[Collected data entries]
···

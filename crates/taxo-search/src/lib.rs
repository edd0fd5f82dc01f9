//! # taxo-search
//!
//! Ranked fuzzy search over taxonomy labels and definitions.
//!
//! Search never mutates the index: [`FuzzySearch`] borrows a
//! `taxo_graph::TaxonomyIndex` immutably and returns [`SearchHit`] values
//! that carry match classes and a distance alongside a copy of the concept.
//!
//! ## Example
//!
//! ```ignore
//! use taxo_search::{FuzzySearch, SearchOptions};
//!
//! let search = FuzzySearch::new(&index);
//! let hits = search.search_labels("Banking", &SearchOptions::default());
//! ```

pub mod distance;
pub mod normalize;
pub mod ranker;

pub use ranker::{FuzzySearch, Scope, SearchHit, SearchOptions};
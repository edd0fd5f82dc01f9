//! # taxo-graph
//!
//! Taxonomy index, closure traversal, and mutation for taxograph.
//!
//! This crate provides:
//! - A one-pass index builder over an already-parsed triple source
//! - Cycle-safe, depth-bounded descendant/ancestor closure traversal
//! - Cycle detection via strongly-connected components
//! - A single-writer mutation gateway for adding concepts
//! - QA checks and structural index diffing
//! - An async loader for the remote ontology artifact
//!
//! ## Example
//!
//! ```ignore
//! use taxo_graph::{IndexConfig, TaxonomyIndex};
//!
//! let index = TaxonomyIndex::build(&source, IndexConfig::default())?;
//! let areas = index.areas_of_law(None);
//! let subtree = index.descendants(&root_iri, Some(2));
//! ```

pub mod closure;
pub mod diff;
pub mod index;
pub mod loader;
pub mod mutate;
pub mod qa;
pub mod registry;

// Re-export core types
pub use taxo_core::{Concept, Error, Result};

// Re-export graph types
pub use closure::{bounded_closure, descendants, find_cycles, Cycle};
pub use diff::{diff_indexes, DiffEntry, DiffKind};
pub use index::{IndexConfig, TaxonomyIndex};
pub use loader::OntologySource;
pub use mutate::NewConcept;
pub use qa::{audit, Finding};
pub use registry::KeyConceptRegistry;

···

Return the data exactly, every line included.

● ANSWER SECTION:
filename crates/taxo-search/src/lib.rs
repository edd0fd5f82dc01f9
//! # taxo-search
//!
//! Ranked fuzzy search over taxonomy labels and definitions.
//!
//! Search never mutates the index: [`FuzzySearch`] borrows a
//! `taxo_graph::TaxonomyIndex` immutably and returns [`SearchHit`] values
//! that carry match classes and a distance alongside a copy of the concept.
//!
//! ## Example
//!
//! ```ignore
//! use taxo_search::{FuzzySearch, SearchOptions};
//!
//! let search = FuzzySearch::new(&index);
//! let hits = search.search_labels("Banking", &SearchOptions::default());
//! ```

pub mod distance;
pub mod normalize;
pub mod ranker;

pub use ranker::{FuzzySearch, Scope, SearchHit, SearchOptions};
repository edd0fd5f82dc01f9
//! # taxo-graph
//!
//! Taxonomy index, closure traversal, and mutation for taxograph.
//!
//! This crate provides:
//! - A one-pass index builder over an already-parsed triple source
//! - Cycle-safe, depth-bounded descendant/ancestor closure traversal
//! - Cycle detection via strongly-connected components
//! - A single-writer mutation gateway for adding concepts
//! - QA checks and structural index diffing
//! - An async loader for the remote ontology artifact
//!
//! ## Example
//!
//! ```ignore
//! use taxo_graph::{IndexConfig, TaxonomyIndex};
//!
//! let index = TaxonomyIndex::build(&source, IndexConfig::default())?;
//! let areas = index.areas_of_law(None);
//! let subtree = index.descendants(&root_iri, Some(2));
//! ```

pub mod closure;
pub mod diff;
pub mod index;
pub mod loader;
pub mod mutate;
pub mod qa;
pub mod registry;

// Re-export core types
pub use taxo_core::{Concept, Error, Result};

// Re-export graph types
pub use closure::{bounded_closure, descendants, find_cycles, Cycle};
pub use diff::{diff_indexes, DiffEntry, DiffKind};
pub use index::{IndexConfig, TaxonomyIndex};
pub use loader::OntologySource;
pub use mutate::NewConcept;
pub use qa::{audit, Finding};
pub use registry::KeyConceptRegistry;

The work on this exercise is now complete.